**Your instructions:** Wherever a line in the data holds the word "JPEG", pull that line out.

**Data provided:**
____

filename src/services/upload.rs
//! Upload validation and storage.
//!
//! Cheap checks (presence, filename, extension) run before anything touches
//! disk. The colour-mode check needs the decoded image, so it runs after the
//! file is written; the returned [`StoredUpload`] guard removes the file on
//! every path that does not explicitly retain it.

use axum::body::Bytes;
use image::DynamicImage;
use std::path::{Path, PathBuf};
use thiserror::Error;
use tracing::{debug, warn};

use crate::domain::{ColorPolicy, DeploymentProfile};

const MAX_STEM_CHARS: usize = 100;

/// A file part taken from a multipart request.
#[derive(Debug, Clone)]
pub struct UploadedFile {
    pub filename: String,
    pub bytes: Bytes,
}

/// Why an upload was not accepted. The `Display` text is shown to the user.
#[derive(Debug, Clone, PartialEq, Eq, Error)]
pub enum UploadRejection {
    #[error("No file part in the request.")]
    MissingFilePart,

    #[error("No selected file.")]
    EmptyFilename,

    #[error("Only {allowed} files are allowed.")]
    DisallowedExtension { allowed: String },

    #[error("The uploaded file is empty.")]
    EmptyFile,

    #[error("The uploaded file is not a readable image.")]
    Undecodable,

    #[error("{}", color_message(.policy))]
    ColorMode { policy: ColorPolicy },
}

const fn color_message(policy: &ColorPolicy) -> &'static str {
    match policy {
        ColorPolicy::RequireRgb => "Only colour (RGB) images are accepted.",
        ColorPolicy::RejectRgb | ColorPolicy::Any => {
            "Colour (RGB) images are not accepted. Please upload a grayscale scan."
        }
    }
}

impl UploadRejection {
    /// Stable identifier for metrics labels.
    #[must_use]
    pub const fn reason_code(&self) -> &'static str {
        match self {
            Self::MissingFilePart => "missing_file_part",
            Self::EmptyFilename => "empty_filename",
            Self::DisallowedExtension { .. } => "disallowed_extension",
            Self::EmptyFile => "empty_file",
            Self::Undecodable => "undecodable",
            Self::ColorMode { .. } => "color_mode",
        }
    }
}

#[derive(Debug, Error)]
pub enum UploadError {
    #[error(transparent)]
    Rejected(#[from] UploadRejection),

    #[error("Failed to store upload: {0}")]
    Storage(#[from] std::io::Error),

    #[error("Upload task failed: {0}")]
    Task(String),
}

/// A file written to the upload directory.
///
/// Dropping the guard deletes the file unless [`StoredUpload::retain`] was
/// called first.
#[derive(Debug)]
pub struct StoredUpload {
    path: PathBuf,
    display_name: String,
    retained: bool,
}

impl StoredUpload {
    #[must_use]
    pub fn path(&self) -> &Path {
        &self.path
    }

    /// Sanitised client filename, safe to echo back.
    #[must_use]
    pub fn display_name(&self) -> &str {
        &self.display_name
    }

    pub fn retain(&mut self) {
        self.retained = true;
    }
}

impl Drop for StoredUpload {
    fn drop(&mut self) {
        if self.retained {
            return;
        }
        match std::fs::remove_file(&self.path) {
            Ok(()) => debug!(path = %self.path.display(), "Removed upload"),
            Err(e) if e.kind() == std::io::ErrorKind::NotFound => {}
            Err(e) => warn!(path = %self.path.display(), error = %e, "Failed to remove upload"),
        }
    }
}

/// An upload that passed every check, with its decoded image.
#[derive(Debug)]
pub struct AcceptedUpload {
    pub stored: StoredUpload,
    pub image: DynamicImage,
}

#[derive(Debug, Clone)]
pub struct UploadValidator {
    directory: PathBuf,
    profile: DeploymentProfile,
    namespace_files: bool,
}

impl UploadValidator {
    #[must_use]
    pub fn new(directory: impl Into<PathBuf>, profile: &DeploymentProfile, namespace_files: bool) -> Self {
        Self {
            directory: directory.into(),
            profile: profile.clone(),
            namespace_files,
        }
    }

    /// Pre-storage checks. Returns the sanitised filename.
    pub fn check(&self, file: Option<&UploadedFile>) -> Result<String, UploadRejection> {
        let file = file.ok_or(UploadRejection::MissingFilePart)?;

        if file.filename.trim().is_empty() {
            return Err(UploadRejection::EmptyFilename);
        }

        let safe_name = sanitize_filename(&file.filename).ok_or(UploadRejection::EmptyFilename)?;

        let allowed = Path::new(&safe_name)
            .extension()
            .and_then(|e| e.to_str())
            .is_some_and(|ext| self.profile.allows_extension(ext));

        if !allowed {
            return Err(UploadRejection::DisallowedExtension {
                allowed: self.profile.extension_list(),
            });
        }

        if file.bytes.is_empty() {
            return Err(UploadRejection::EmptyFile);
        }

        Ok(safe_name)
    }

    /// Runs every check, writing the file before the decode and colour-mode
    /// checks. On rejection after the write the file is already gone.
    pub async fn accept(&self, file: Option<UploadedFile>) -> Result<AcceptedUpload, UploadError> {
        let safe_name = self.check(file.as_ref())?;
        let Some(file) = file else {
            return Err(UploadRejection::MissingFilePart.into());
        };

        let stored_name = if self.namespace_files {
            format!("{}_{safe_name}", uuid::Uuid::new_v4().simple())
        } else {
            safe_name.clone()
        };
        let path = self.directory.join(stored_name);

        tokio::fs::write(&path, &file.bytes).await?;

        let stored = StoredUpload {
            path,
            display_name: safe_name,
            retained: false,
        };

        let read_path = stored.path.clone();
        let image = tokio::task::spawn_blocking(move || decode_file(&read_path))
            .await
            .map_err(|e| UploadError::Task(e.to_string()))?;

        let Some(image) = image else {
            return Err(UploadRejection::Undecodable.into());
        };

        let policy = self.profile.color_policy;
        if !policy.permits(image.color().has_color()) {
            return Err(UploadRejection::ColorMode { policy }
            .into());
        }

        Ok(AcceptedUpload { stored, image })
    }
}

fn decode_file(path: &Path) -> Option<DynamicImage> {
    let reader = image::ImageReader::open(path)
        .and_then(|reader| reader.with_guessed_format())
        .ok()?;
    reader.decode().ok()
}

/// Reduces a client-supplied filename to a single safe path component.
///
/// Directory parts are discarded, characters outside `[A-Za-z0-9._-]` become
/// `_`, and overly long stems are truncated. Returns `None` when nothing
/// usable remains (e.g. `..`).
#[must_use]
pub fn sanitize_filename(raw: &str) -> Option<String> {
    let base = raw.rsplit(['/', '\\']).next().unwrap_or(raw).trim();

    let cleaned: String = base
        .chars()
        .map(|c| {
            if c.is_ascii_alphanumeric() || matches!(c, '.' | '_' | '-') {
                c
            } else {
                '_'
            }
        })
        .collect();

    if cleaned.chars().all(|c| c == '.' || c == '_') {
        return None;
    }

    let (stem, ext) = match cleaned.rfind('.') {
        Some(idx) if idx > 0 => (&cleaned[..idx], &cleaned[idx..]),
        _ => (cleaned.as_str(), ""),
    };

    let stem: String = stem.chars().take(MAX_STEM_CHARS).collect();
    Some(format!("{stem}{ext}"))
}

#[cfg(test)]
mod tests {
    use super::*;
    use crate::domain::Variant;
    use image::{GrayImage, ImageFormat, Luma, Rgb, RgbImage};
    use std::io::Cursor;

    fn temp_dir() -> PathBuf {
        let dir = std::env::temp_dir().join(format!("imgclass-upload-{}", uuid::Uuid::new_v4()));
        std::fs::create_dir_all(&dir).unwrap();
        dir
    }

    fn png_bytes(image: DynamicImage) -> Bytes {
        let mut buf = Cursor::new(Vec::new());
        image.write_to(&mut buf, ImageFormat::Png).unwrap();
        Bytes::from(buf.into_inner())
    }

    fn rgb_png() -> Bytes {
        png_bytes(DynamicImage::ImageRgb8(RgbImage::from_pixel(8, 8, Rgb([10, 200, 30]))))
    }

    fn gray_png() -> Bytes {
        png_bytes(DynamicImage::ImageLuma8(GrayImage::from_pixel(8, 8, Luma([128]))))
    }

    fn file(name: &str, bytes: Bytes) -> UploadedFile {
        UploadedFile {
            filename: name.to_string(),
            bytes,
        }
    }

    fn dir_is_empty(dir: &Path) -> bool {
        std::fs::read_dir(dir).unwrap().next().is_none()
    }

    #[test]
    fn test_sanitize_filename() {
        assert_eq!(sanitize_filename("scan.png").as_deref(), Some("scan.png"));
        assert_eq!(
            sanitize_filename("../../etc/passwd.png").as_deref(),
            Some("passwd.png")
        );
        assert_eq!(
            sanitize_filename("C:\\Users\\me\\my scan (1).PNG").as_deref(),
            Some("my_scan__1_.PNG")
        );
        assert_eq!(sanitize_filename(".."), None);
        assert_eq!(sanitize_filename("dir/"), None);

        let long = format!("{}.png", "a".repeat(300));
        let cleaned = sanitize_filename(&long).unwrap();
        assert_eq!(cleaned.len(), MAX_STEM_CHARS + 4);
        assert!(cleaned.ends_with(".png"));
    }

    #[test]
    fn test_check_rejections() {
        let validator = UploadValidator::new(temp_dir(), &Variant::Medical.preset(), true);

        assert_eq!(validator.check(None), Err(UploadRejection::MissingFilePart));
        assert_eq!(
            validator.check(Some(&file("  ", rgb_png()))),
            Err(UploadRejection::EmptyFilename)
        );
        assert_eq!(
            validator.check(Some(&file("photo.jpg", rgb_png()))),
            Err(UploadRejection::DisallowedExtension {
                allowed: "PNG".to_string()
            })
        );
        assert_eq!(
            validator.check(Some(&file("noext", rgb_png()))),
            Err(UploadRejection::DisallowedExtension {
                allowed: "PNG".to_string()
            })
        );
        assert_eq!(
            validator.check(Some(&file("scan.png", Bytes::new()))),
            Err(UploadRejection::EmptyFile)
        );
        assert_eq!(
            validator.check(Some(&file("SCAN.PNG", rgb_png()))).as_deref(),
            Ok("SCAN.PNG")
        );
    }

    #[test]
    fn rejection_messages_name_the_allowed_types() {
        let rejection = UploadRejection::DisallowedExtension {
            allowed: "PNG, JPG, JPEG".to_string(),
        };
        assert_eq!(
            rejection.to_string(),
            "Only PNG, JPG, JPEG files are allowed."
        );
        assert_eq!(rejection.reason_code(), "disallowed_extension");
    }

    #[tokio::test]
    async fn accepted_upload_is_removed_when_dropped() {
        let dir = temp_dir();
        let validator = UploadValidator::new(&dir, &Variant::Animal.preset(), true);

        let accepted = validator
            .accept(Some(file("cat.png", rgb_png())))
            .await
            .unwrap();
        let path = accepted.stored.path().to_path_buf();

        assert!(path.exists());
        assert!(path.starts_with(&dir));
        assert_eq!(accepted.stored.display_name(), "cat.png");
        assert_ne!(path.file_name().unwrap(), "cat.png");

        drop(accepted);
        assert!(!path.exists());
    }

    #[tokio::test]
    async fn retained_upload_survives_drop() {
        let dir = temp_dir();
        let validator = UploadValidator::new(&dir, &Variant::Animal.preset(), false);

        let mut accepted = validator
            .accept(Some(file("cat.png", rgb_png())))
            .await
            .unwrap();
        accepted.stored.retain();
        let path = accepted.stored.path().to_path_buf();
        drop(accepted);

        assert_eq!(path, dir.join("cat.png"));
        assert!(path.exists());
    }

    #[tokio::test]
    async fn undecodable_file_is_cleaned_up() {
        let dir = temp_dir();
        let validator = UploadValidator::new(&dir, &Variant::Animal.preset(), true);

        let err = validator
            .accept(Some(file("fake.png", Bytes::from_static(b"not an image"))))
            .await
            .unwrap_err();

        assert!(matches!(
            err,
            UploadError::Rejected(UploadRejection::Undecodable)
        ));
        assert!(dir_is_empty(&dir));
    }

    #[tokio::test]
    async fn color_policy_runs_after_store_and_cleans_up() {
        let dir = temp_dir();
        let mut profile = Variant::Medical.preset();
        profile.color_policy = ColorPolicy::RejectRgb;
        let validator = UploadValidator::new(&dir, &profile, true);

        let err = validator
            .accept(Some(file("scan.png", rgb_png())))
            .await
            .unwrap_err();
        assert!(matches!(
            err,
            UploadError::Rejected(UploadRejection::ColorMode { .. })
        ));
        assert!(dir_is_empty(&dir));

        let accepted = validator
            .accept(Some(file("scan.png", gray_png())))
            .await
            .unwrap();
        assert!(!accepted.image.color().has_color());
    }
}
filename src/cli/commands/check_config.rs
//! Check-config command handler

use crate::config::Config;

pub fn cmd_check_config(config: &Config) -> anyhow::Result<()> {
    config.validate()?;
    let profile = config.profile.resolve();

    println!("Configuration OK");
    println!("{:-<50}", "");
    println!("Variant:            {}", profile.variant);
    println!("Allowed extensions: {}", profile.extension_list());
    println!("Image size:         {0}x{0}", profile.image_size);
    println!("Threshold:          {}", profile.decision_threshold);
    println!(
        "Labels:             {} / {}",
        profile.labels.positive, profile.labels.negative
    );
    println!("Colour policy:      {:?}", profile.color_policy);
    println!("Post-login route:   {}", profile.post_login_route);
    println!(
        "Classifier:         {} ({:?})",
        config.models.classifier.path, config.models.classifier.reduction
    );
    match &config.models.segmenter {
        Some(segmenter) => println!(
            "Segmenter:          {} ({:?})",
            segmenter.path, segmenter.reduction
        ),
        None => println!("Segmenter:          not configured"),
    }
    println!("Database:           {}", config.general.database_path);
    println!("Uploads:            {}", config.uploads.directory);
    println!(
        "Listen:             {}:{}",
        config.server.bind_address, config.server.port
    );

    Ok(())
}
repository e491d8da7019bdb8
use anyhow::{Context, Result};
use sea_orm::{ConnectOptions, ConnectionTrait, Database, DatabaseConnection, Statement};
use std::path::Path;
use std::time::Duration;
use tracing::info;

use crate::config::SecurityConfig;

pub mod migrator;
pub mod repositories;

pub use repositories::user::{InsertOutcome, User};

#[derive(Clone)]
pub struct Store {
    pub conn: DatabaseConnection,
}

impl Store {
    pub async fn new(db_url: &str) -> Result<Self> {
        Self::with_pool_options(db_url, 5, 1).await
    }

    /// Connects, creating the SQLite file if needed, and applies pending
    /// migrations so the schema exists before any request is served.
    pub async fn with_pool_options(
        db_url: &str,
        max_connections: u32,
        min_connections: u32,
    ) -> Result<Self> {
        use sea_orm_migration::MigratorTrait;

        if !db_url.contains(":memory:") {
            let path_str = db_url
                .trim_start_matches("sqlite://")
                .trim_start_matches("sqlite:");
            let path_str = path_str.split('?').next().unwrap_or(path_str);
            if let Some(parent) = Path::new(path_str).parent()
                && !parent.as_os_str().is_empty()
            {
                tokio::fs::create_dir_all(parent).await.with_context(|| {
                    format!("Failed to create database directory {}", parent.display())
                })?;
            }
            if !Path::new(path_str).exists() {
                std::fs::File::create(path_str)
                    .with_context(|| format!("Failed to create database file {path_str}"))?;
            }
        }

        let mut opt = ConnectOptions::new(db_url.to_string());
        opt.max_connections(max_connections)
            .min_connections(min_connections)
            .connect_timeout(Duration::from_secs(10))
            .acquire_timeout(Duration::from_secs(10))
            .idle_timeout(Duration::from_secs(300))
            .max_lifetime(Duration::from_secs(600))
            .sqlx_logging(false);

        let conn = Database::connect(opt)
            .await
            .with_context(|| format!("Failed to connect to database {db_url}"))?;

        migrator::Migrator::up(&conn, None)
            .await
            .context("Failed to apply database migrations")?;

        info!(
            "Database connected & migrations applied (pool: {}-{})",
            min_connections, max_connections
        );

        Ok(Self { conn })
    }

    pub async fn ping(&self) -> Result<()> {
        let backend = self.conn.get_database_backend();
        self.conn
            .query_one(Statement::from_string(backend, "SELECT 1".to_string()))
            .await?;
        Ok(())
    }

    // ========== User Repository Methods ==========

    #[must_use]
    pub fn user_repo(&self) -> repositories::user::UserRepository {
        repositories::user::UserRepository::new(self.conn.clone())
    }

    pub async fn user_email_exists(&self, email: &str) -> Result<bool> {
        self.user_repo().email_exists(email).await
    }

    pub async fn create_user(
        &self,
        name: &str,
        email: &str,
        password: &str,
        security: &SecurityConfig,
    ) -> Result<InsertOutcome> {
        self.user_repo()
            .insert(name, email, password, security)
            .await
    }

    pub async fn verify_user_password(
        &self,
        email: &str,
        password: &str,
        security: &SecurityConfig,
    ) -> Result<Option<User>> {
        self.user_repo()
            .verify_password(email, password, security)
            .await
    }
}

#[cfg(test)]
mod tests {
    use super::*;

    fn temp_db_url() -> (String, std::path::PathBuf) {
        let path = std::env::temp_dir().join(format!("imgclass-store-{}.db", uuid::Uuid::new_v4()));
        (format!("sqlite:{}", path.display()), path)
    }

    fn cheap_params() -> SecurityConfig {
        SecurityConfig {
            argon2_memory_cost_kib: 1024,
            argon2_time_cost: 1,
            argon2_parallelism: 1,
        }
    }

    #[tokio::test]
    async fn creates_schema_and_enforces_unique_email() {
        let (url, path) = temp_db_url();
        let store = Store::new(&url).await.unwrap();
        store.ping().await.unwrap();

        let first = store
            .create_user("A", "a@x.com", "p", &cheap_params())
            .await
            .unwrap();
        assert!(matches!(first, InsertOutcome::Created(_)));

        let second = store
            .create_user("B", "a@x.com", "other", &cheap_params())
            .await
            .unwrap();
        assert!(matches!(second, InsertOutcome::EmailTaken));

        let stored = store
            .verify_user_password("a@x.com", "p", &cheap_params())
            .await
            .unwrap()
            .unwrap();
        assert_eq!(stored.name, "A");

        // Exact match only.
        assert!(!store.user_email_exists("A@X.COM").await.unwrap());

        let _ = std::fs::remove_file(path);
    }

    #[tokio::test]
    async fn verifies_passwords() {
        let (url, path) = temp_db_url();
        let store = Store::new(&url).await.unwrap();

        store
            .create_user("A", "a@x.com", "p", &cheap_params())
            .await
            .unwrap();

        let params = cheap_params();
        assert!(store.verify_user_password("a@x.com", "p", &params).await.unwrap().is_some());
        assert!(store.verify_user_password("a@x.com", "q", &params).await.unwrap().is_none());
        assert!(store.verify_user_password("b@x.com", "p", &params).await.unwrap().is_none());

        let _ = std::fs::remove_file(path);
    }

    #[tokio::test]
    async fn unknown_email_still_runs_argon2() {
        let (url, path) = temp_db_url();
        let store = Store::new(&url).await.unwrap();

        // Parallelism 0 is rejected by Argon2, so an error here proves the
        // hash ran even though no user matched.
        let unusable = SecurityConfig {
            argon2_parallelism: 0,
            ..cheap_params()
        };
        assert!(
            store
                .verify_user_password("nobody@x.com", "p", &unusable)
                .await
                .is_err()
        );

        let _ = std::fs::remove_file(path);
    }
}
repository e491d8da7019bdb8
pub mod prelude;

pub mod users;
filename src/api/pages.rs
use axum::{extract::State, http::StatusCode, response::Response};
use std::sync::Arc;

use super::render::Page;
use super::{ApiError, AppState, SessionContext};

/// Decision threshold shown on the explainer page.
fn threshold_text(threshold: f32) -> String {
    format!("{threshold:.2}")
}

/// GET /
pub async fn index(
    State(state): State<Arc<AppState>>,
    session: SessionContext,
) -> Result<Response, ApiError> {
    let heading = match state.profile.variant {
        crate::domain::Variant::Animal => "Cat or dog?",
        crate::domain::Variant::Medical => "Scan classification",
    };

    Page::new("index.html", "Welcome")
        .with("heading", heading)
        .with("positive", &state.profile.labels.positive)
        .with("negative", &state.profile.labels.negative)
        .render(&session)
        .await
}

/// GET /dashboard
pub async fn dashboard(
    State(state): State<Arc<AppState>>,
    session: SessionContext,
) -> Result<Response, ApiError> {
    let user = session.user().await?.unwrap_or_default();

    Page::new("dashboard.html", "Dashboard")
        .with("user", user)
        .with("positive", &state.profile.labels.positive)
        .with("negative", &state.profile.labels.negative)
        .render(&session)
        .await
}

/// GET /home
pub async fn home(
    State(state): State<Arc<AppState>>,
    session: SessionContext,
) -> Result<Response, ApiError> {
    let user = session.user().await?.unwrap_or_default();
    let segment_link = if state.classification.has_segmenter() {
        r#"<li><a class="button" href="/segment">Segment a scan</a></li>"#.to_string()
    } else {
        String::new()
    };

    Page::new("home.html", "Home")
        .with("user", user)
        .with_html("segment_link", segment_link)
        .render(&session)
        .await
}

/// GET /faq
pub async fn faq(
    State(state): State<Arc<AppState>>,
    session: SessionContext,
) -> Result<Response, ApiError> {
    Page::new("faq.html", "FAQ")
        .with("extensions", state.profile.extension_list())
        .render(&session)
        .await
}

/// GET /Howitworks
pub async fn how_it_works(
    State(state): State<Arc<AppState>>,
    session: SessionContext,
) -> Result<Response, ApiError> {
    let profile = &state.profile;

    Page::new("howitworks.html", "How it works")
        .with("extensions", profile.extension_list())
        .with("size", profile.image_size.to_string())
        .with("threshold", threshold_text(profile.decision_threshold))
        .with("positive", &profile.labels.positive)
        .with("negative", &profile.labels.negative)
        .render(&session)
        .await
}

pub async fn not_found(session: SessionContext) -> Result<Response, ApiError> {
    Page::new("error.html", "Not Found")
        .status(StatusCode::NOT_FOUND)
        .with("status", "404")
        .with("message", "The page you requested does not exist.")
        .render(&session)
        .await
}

____

**Written solution:**
            allowed: "PNG, JPG, JPEG".to_string(),
            "Only PNG, JPG, JPEG files are allowed."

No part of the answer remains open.